**About this exercise**: Beginning with the very first line, please reproduce the entries exactly through the line containing "enabled sinks in a".

Saved entries:
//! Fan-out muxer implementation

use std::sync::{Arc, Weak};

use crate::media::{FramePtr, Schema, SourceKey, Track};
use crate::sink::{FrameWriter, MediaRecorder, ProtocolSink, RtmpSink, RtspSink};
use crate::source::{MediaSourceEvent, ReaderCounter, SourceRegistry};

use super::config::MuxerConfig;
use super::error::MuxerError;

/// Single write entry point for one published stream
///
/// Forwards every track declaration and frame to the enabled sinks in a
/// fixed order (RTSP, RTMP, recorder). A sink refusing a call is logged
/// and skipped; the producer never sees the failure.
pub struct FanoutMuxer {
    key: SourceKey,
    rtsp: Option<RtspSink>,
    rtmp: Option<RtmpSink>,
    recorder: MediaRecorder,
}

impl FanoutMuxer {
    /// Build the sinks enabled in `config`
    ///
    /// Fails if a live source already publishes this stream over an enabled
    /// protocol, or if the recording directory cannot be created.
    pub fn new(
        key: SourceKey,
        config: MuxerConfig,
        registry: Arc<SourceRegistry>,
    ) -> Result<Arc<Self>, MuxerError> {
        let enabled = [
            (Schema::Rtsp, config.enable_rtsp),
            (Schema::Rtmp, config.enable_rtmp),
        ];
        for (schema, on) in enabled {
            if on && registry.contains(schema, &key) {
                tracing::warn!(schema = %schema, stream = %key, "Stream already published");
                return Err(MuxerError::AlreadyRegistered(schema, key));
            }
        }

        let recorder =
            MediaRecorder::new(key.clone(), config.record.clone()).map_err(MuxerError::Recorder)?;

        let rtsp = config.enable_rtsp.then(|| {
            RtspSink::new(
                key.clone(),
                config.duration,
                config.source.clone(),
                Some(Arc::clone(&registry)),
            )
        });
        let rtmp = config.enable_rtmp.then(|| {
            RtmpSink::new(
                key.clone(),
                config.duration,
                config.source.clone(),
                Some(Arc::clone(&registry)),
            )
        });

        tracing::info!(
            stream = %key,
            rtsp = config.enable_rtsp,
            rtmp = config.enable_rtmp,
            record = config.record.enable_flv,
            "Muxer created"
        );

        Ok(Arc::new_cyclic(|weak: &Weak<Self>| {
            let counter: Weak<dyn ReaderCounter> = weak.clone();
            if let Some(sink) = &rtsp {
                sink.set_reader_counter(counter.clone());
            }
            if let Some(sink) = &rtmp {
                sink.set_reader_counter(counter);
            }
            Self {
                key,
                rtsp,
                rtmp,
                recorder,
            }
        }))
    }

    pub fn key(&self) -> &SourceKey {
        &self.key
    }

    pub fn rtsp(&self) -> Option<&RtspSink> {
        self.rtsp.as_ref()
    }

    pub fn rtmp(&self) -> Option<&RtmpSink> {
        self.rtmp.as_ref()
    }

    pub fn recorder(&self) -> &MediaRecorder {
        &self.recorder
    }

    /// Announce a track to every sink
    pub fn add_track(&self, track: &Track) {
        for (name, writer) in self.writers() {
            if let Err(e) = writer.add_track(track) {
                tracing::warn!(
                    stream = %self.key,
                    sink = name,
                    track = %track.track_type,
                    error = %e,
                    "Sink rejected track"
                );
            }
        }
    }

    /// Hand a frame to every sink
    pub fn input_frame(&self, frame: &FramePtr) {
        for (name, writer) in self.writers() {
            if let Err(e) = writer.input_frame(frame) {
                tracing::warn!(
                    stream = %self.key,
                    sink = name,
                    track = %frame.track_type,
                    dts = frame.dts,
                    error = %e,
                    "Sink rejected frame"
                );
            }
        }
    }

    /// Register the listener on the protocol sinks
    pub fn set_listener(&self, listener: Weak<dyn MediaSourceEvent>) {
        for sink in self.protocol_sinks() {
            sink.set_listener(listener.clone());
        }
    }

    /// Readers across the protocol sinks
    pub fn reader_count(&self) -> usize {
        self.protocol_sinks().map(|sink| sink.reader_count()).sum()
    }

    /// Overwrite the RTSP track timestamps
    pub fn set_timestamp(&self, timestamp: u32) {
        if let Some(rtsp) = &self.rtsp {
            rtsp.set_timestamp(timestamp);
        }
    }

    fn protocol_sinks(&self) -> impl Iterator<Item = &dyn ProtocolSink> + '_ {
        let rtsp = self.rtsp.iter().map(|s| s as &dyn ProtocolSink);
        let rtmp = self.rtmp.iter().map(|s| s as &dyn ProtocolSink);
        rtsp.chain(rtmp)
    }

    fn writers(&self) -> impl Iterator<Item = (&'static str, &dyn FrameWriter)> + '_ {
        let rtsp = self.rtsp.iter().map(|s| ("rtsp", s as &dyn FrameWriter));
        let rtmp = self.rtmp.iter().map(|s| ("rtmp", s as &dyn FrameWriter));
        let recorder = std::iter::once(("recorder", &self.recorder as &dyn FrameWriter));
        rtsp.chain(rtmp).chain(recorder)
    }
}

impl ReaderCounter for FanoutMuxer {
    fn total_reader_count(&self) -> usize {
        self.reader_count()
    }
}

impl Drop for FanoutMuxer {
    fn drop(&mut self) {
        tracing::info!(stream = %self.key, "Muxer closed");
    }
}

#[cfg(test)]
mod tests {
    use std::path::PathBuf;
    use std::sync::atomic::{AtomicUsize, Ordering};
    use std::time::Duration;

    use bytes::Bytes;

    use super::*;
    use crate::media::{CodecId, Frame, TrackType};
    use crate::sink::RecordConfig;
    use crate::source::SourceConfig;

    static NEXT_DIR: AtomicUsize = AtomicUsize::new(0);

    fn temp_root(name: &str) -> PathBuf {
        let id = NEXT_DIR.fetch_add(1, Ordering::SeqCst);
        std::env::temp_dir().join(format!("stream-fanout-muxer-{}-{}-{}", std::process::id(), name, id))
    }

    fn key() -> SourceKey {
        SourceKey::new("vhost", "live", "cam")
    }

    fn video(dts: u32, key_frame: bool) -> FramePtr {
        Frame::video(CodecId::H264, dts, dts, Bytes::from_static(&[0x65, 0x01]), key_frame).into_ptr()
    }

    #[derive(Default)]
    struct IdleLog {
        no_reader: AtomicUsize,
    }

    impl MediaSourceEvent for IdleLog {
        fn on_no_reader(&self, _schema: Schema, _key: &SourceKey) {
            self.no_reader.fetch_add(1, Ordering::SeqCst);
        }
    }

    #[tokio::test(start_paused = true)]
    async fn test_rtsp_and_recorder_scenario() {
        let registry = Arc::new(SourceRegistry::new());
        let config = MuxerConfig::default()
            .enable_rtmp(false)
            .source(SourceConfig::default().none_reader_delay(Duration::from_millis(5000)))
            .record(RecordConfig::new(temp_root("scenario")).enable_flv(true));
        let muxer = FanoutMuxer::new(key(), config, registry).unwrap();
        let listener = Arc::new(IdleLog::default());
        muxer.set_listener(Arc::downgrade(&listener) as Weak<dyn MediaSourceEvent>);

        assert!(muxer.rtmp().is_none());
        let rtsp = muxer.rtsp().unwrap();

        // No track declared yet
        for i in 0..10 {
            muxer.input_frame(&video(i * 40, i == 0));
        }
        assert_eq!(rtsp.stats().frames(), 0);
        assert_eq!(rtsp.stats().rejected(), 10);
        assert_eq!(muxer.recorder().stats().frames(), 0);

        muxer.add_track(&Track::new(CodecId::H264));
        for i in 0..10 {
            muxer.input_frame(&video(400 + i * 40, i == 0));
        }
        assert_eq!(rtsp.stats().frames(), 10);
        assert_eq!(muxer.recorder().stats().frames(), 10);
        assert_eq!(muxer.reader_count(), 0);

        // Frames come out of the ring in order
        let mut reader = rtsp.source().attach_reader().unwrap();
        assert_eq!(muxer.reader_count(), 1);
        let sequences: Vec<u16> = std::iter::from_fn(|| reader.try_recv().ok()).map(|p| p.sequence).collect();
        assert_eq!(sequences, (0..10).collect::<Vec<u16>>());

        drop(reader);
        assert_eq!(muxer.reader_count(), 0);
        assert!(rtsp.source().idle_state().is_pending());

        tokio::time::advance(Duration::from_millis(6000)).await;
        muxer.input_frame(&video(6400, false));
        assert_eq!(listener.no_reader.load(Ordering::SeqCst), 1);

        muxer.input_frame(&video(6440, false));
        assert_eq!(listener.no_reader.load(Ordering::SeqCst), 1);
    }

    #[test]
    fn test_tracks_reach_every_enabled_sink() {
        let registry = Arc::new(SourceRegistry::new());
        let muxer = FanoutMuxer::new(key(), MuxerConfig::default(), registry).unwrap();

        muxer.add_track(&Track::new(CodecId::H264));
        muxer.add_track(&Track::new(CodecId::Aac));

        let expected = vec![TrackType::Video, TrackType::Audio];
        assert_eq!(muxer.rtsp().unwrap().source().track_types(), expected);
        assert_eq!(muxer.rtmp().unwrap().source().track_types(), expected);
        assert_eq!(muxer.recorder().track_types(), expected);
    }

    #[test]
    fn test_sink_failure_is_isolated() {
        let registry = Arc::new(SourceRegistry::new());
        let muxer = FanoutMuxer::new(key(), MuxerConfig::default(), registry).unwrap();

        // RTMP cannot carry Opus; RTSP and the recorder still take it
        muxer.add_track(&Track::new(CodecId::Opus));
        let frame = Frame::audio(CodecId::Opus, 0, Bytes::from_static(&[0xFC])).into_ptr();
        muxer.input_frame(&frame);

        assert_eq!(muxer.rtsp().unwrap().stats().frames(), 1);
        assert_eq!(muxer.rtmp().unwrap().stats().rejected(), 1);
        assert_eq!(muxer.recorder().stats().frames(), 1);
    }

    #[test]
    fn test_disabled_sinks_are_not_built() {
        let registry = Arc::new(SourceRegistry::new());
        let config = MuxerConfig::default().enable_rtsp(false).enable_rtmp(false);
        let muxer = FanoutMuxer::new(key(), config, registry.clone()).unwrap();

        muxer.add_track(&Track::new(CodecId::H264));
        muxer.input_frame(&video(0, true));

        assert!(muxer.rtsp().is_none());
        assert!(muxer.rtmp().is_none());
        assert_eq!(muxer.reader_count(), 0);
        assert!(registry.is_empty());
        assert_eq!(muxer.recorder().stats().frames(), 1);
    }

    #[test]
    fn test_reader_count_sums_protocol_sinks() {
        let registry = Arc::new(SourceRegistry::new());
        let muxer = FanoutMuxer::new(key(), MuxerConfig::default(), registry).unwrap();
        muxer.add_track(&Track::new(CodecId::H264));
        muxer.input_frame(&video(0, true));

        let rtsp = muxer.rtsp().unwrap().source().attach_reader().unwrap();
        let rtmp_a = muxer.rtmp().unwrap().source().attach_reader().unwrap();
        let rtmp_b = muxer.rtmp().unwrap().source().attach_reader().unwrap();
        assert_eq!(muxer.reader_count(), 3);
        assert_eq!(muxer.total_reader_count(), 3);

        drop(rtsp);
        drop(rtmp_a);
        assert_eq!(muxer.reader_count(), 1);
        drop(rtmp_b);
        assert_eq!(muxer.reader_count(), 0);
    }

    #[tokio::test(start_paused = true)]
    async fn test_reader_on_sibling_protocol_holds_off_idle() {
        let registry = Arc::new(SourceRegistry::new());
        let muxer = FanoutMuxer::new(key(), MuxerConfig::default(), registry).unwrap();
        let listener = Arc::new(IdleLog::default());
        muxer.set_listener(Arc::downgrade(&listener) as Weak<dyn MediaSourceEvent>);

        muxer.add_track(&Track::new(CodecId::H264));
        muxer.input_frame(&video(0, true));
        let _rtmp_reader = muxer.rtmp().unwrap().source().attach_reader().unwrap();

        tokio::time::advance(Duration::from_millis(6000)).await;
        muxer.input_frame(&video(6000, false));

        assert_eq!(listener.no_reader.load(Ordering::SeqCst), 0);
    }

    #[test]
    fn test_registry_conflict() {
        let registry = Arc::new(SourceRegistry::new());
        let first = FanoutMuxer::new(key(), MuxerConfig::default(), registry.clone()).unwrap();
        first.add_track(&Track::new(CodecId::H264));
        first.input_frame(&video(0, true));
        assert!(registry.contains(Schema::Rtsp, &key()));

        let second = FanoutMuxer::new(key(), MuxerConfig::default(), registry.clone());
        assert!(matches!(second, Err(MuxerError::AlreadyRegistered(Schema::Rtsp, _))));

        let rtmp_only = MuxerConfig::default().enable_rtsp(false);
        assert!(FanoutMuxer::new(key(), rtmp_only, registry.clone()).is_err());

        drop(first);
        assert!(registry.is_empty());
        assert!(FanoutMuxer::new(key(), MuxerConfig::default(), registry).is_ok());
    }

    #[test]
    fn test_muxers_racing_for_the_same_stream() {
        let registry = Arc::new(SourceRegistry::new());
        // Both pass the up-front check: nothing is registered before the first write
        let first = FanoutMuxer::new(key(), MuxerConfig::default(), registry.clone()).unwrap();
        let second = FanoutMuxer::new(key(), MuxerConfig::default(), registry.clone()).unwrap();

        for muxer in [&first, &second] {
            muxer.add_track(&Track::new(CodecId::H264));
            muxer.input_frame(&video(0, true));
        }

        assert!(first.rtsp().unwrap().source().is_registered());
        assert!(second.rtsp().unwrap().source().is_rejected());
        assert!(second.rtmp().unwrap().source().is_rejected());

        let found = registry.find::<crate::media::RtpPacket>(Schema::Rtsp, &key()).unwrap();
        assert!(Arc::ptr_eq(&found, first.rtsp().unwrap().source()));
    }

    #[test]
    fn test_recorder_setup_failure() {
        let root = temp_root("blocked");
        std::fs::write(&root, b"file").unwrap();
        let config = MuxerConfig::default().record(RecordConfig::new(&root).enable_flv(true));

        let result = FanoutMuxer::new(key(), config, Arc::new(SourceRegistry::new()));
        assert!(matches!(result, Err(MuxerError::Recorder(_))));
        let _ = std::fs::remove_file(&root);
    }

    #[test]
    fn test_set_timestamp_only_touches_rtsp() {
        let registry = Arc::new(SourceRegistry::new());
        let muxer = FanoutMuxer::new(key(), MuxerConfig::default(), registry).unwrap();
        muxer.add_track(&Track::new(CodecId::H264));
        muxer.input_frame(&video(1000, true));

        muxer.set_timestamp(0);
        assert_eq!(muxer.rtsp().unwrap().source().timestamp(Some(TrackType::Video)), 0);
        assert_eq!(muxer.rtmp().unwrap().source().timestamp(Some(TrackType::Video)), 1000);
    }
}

**Exercise solution**:
//! Fan-out muxer implementation

use std::sync::{Arc, Weak};

use crate::media::{FramePtr, Schema, SourceKey, Track};
use crate::sink::{FrameWriter, MediaRecorder, ProtocolSink, RtmpSink, RtspSink};
use crate::source::{MediaSourceEvent, ReaderCounter, SourceRegistry};

use super::config::MuxerConfig;
use super::error::MuxerError;

/// Single write entry point for one published stream
///
/// Forwards every track declaration and frame to the enabled sinks in a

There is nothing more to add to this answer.